Rustin was among the first public figures to call for the withdrawal of all American forces from South Vietnam, but as President Lyndon Johnson escalated the war, Rustin muted his criticisms. He wanted to avoid alienating LBJ, key Democrats, and union leaders who supported the war. King’s anti-war speeches would cause a rift between him and Rustin. As a result, Rustin—who had for decades been one of the nation's most important pacifists and King’s mentor on nonviolence—was absent from the antiwar movement, which cost him credibility among New Left student activists.

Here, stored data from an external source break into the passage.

//! Collision resolution: turn a desired destination into a free one.
//!
//! Policy: if the desired path is free it is returned unchanged, otherwise
//! `stem_1.ext`, `stem_2.ext`, ... are tried in order and the first free
//! candidate wins. The search has no upper bound; each candidate is new, so
//! it terminates for any finite set of existing entries.
//!
//! Notes:
//! - This only decides a name from the current filesystem state. Another
//!   process may create the same candidate between this check and the
//!   caller's rename (time-of-check/time-of-use). That window is accepted for
//!   a single-user tool; callers surface it as `AlreadyExists` when the
//!   mutation primitive can detect it.

use std::collections::HashSet;
use std::ffi::{OsStr, OsString};
use std::path::{Path, PathBuf};
use tracing::trace;

use super::util::is_occupied;

/// Return `desired` if nothing occupies it, else the first free numbered
/// variant.
pub fn resolve(desired: &Path) -> PathBuf {
    resolve_with(desired, |_| false)
}

/// Like [`resolve`], but also treats paths for which `taken` returns true as
/// occupied. Used by planners that reserve destinations without touching
/// the filesystem.
pub fn resolve_with<F>(desired: &Path, taken: F) -> PathBuf
where
    F: Fn(&Path) -> bool,
{
    let occupied = |p: &Path| is_occupied(p) || taken(p);
    if !occupied(desired) {
        return desired.to_path_buf();
    }

    let dir = desired.parent().unwrap_or_else(|| Path::new(""));
    let name = desired.file_name().unwrap_or_else(|| OsStr::new(""));
    let (stem, ext) = split_os_name(name);

    let mut n: u64 = 1;
    loop {
        let candidate = dir.join(numbered_name(&stem, ext.as_deref(), n));
        if !occupied(&candidate) {
            return candidate;
        }
        if n == 3 {
            trace!(name = ?name, dir = %dir.display(), "duplicate: multiple collisions, continuing to search");
        }
        n += 1;
    }
}

/// Reservation set for resolving several destinations in one dry-run plan.
#[derive(Debug, Default)]
pub struct Reservations {
    claimed: HashSet<PathBuf>,
}

impl Reservations {
    pub fn new() -> Self {
        Self::default()
    }

    /// Resolve `desired` against the filesystem and earlier claims, then
    /// claim the result.
    pub fn claim(&mut self, desired: &Path) -> PathBuf {
        let free = resolve_with(desired, |p| self.claimed.contains(p));
        self.claimed.insert(free.clone());
        free
    }
}

/// Split into stem and extension (without dot), keeping non-UTF8 intact.
/// Dotfiles like ".env" have no extension.
fn split_os_name(name: &OsStr) -> (OsString, Option<OsString>) {
    let p = Path::new(name);
    let stem = p
        .file_stem()
        .map(OsStr::to_os_string)
        .unwrap_or_else(|| name.to_os_string());
    let ext = p.extension().map(OsStr::to_os_string);
    (stem, ext)
}

fn numbered_name(stem: &OsStr, ext: Option<&OsStr>, n: u64) -> OsString {
    let mut out = OsString::from(stem);
    out.push(format!("_{n}"));
    if let Some(e) = ext {
        out.push(".");
        out.push(e);
    }
    out
}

During the final twenty years of his life, Rustin continued his organizing work within the civil rights, peace, and labor movements. He traveled overseas to support anti-colonial struggles and served as an election watchdog. He was still in demand as a public speaker, and was still valued for his strategic brilliance. But he never again had the same influence he had when organizing the March on Washington.
Ironically, Rustin’s homosexuality became a centerpiece of his final few years. He had been wary of the burgeoning gay rights movement, which exploded after the Stonewall riot in New York City in 1969. But at the end of his life, when he was involved in a stable relationship, he began speaking publicly about the importance of civil rights for gays and lesbians.
During the past two decades, Rustin’s life and legacy have deservedly gotten more attention. In 2002, the Republican-dominated school board in West Chester—a conservative school district that was 89 percent white—voted to name its new high school after Rustin. At Bayard Rustin High School, where a huge image of him adorns one wall, teachers today incorporate aspects of his life into their classes. A decade ago, Principal Phyllis Simmons told me: “Our students know who Bayard Rustin is.”
Rustin has been the subject of several biographies, and his writings have been collected in several volumes. Bayard Rustin: A Legacy of Protest and Politics, a new collection of essays edited by Michael G. Long, was published in September. A 2002 PBS documentary, Brother Outsider, helped make him an icon for gay rights activists. In 2013, President Barack Obama bestowed on Rustin, posthumously, the Presidential Medal of Freedom, the highest honor given to American civilians. In 2020, California Governor Gavin Newsom posthumously pardoned Rustin for his 1953 arrest and conviction in Pasadena.
The left today needs people like Rustin who see the big picture and can forge coalitions, and who understand that the struggle for democracy and social justice requires not sprinters but long-distance runners.
In 1986, a year before he died of a burst appendix, Rustin was asked by writer and gay rights activist Joseph Beam to contribute an essay to a volume on the experience of gay black men. Rustin declined. But his reply to Beam provides an eloquent summary of the foundation of his life’s work. He wrote:
My activism did not spring from my being gay, or, for that matter, from my being black. Rather, it is rooted fundamentally in my Quaker upbringing and the values that were instilled in me by my grandparents who reared me . . . . The racial injustice that was present in this country during my youth was a challenge to my belief in the oneness of the human family. It demanded my involvement in the struggle to achieve interracial democracy.
Today there are many more nonprofit progressive activist and advocacy groups, and many more paid organizers than in Rustin’s day. They are working on environmental justice, women’s rights, labor and workers’ rights, racial justice, LGBTQ+ equality, anti-militarism, tax reform, immigration reform, tenants’ rights, education, criminal justice reform, and more. But the progressive movement must be greater than the sum of its parts. The left today needs people like Rustin who see the big picture and can forge coalitions, and who understand that the struggle for democracy and social justice requires not sprinters but long-distance runners.